▶ [What you should do]:
Respond with the count alone after checking every line in the material below for "pending".

--- START ---

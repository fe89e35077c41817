//! Basic CLI E2E tests.
//!
//! Each test runs the built binary against its own temporary data
//! directory and a fixed day/now so outputs are deterministic.

use std::path::Path;
use std::process::Command;

const DATE: &str = "2026-03-02";
const NOW: &str = "2026-03-02T08:00:00Z";

/// Run a CLI command and return (exit code, stdout, stderr).
fn run_cli(home: &Path, args: &[&str]) -> (i32, String, String) {
    let output = Command::new(env!("CARGO_BIN_EXE_dayflow"))
        .env("DAYFLOW_HOME", home)
        .env_remove("DAYFLOW_LOG")
        .args(["--date", DATE, "--now", NOW])
        .args(args)
        .output()
        .expect("Failed to execute CLI command");

    let stdout = String::from_utf8_lossy(&output.stdout).to_string();
    let stderr = String::from_utf8_lossy(&output.stderr).to_string();
    let code = output.status.code().unwrap_or(-1);

    (code, stdout, stderr)
}

fn json(stdout: &str) -> serde_json::Value {
    serde_json::from_str(stdout).expect("stdout should be JSON")
}

fn added_id(stdout: &str) -> String {
    stdout
        .trim()
        .rsplit(": ")
        .next()
        .expect("id after colon")
        .to_string()
}

#[test]
fn test_block_add_and_list() {
    let home = tempfile::tempdir().unwrap();
    let (code, stdout, _) = run_cli(home.path(), &["block", "add", "Write", "--start", "09:00", "--minutes", "60"]);
    assert_eq!(code, 0);
    assert!(stdout.contains("Block added:"));

    let (code, stdout, _) = run_cli(home.path(), &["block", "list", "--json"]);
    assert_eq!(code, 0);
    let blocks = json(&stdout);
    let blocks = blocks.as_array().unwrap();
    assert_eq!(blocks.len(), 1);
    assert_eq!(blocks[0]["title"], "Write");
    assert_eq!(blocks[0]["duration_seconds"], 3600);
}

#[test]
fn test_overlapping_block_is_rejected() {
    let home = tempfile::tempdir().unwrap();
    run_cli(home.path(), &["block", "add", "A", "--start", "09:00", "--minutes", "60"]);
    let (code, _, stderr) = run_cli(home.path(), &["block", "add", "B", "--start", "09:30", "--minutes", "30"]);
    assert_eq!(code, 1);
    assert!(stderr.contains("error:"));

    let (_, stdout, _) = run_cli(home.path(), &["block", "list", "--json"]);
    assert_eq!(json(&stdout).as_array().unwrap().len(), 1);
}

#[test]
fn test_gap_list_on_empty_day() {
    let home = tempfile::tempdir().unwrap();
    let (code, stdout, _) = run_cli(home.path(), &["gap", "list"]);
    assert_eq!(code, 0);
    assert!(stdout.contains("06:00-22:00"));
    assert!(stdout.contains("960 min"));
}

#[test]
fn test_chain_template_place() {
    let home = tempfile::tempdir().unwrap();
    let (code, stdout, _) = run_cli(home.path(), &["chain", "add-template", "morning-routine"]);
    assert_eq!(code, 0);
    let id = added_id(&stdout);

    let (code, stdout, _) = run_cli(home.path(), &["chain", "place", &id, "--start", "07:00", "--json"]);
    assert_eq!(code, 0);
    let blocks = json(&stdout);
    let blocks = blocks.as_array().unwrap();
    assert_eq!(blocks.len(), 4);
    assert!(blocks[0]["start_time"].as_str().unwrap().contains("T07:00:00"));
    // 10 minute first step plus the 5 minute buffer
    assert!(blocks[1]["start_time"].as_str().unwrap().contains("T07:15:00"));
    assert!(blocks.iter().all(|b| b["chain_id"] == id.as_str()));
}

#[test]
fn test_unknown_template_fails() {
    let home = tempfile::tempdir().unwrap();
    let (code, _, _) = run_cli(home.path(), &["chain", "add-template", "lunch-party"]);
    assert_ne!(code, 0);
}

#[test]
fn test_suggest_resolve_applies_confident_event() {
    let home = tempfile::tempdir().unwrap();
    let request = home.path().join("request.json");
    std::fs::write(
        &request,
        r#"{
            "action": "create-event",
            "confidence": 0.9,
            "request_text": "dentist at 3pm",
            "suggestions": [{"title": "Dentist", "duration_seconds": 3600, "confidence": 0.9}]
        }"#,
    )
    .unwrap();

    let (code, stdout, _) = run_cli(home.path(), &["suggest", "resolve", request.to_str().unwrap()]);
    assert_eq!(code, 0, "{stdout}");
    assert!(stdout.contains("Applied"));
    assert!(stdout.contains("15:00-16:00"));

    let (_, stdout, _) = run_cli(home.path(), &["suggest", "pending", "--json"]);
    assert!(json(&stdout).as_array().unwrap().is_empty());
}

#[test]
fn test_suggest_stage_then_accept() {
    let home = tempfile::tempdir().unwrap();
    let request = home.path().join("request.json");
    std::fs::write(
        &request,
        r#"{
            "action": "create-event",
            "confidence": 0.55,
            "request_text": "maybe read something",
            "suggestions": [{"title": "Reading", "duration_seconds": 1800, "confidence": 0.55}]
        }"#,
    )
    .unwrap();

    let (code, stdout, _) = run_cli(home.path(), &["suggest", "resolve", request.to_str().unwrap()]);
    assert_eq!(code, 0);
    assert!(stdout.contains("Staged for approval:"));

    let (_, stdout, _) = run_cli(home.path(), &["suggest", "pending", "--json"]);
    let pending = json(&stdout);
    let id = pending[0]["id"].as_str().unwrap().to_string();

    let (code, _, _) = run_cli(home.path(), &["suggest", "accept", &id]);
    assert_eq!(code, 0);
    let (_, stdout, _) = run_cli(home.path(), &["block", "list", "--json"]);
    let blocks = json(&stdout);
    assert_eq!(blocks[0]["title"], "Reading");
    assert_eq!(blocks[0]["state"], "mist");
}

#[test]
fn test_pillar_due_and_schedule() {
    let home = tempfile::tempdir().unwrap();
    let (code, stdout, _) = run_cli(
        home.path(),
        &["pillar", "add", "Exercise", "--cadence", "3 times a week", "--min", "45", "--max", "60", "--prefer", "09:00-10:00"],
    );
    assert_eq!(code, 0);
    let id = added_id(&stdout);

    let (_, stdout, _) = run_cli(home.path(), &["pillar", "due"]);
    assert!(stdout.contains("Exercise (never done)"));

    let (code, stdout, _) = run_cli(home.path(), &["pillar", "schedule", &id]);
    assert_eq!(code, 0);
    assert!(stdout.contains("Scheduled Exercise at 09:00"));

    let (_, stdout, _) = run_cli(home.path(), &["block", "list", "--json"]);
    let blocks = json(&stdout);
    assert_eq!(blocks[0]["related_pillar_id"], id.as_str());
    assert_eq!(blocks[0]["duration_seconds"], 45 * 60);
}

#[test]
fn test_backfill_preview_does_not_commit() {
    let home = tempfile::tempdir().unwrap();
    let (code, stdout, _) = run_cli(home.path(), &["backfill", "--json"]);
    assert_eq!(code, 0);
    assert!(!json(&stdout).as_array().unwrap().is_empty());

    let (_, stdout, _) = run_cli(home.path(), &["block", "list", "--json"]);
    assert!(json(&stdout).as_array().unwrap().is_empty());

    let (code, _, _) = run_cli(home.path(), &["backfill", "--commit"]);
    assert_eq!(code, 0);
    let (_, stdout, _) = run_cli(home.path(), &["block", "list", "--json"]);
    assert!(!json(&stdout).as_array().unwrap().is_empty());
}

#[test]
fn test_config_get_set() {
    let home = tempfile::tempdir().unwrap();
    let (code, stdout, _) = run_cli(home.path(), &["config", "get", "day.day_start"]);
    assert_eq!(code, 0);
    assert_eq!(stdout.trim(), "06:00");

    let (code, _, _) = run_cli(home.path(), &["config", "set", "chain.buffer_minutes", "10"]);
    assert_eq!(code, 0);
    let (_, stdout, _) = run_cli(home.path(), &["config", "get", "chain.buffer_minutes"]);
    assert_eq!(stdout.trim(), "10");

    let (code, _, _) = run_cli(home.path(), &["config", "set", "day.day_start", "not-a-time"]);
    assert_ne!(code, 0);
}

#[test]
fn test_out_of_range_durations_fail_without_panicking() {
    let home = tempfile::tempdir().unwrap();
    let huge = i64::MAX.to_string();

    let (code, _, stderr) = run_cli(home.path(), &["block", "add", "Forever", "--start", "09:00", "--minutes", &huge]);
    assert_eq!(code, 1);
    assert!(stderr.contains("out of range"), "{stderr}");
    assert!(!stderr.contains("panicked"));

    let step = format!("Work:{huge}");
    let (code, _, stderr) = run_cli(home.path(), &["chain", "add", "Endless", "--step", &step]);
    assert_eq!(code, 1);
    assert!(!stderr.contains("panicked"));

    let (code, stdout, _) = run_cli(home.path(), &["block", "add", "Write", "--start", "09:00", "--minutes", "60"]);
    assert_eq!(code, 0);
    let id = added_id(&stdout);
    let (code, _, stderr) = run_cli(home.path(), &["block", "resize", &id, "--minutes", &huge]);
    assert_eq!(code, 1);
    assert!(!stderr.contains("panicked"));

    // crosses midnight
    let (code, _, _) = run_cli(home.path(), &["block", "add", "Late", "--start", "23:00", "--minutes", "120"]);
    assert_eq!(code, 1);

    let (_, stdout, _) = run_cli(home.path(), &["block", "list", "--json"]);
    let blocks = json(&stdout);
    assert_eq!(blocks.as_array().unwrap().len(), 1);
    assert_eq!(blocks[0]["duration_seconds"], 3600);
}

#[test]
fn test_block_energy_follows_local_clock() {
    let home = tempfile::tempdir().unwrap();
    let (code, _, _) = run_cli(home.path(), &["config", "set", "day.utc_offset_minutes", "540"]);
    assert_eq!(code, 0);

    // 20:00 at UTC+9 is 11:00 UTC
    let (code, _, _) = run_cli(home.path(), &["block", "add", "Read", "--start", "20:00", "--minutes", "30"]);
    assert_eq!(code, 0);
    let (_, stdout, _) = run_cli(home.path(), &["block", "list", "--json"]);
    let blocks = json(&stdout);
    assert_eq!(blocks[0]["energy"], "moonlight");
    assert!(blocks[0]["start_time"].as_str().unwrap().contains("T11:00:00"));
}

--- END ---

▶ [Result of this task]:
4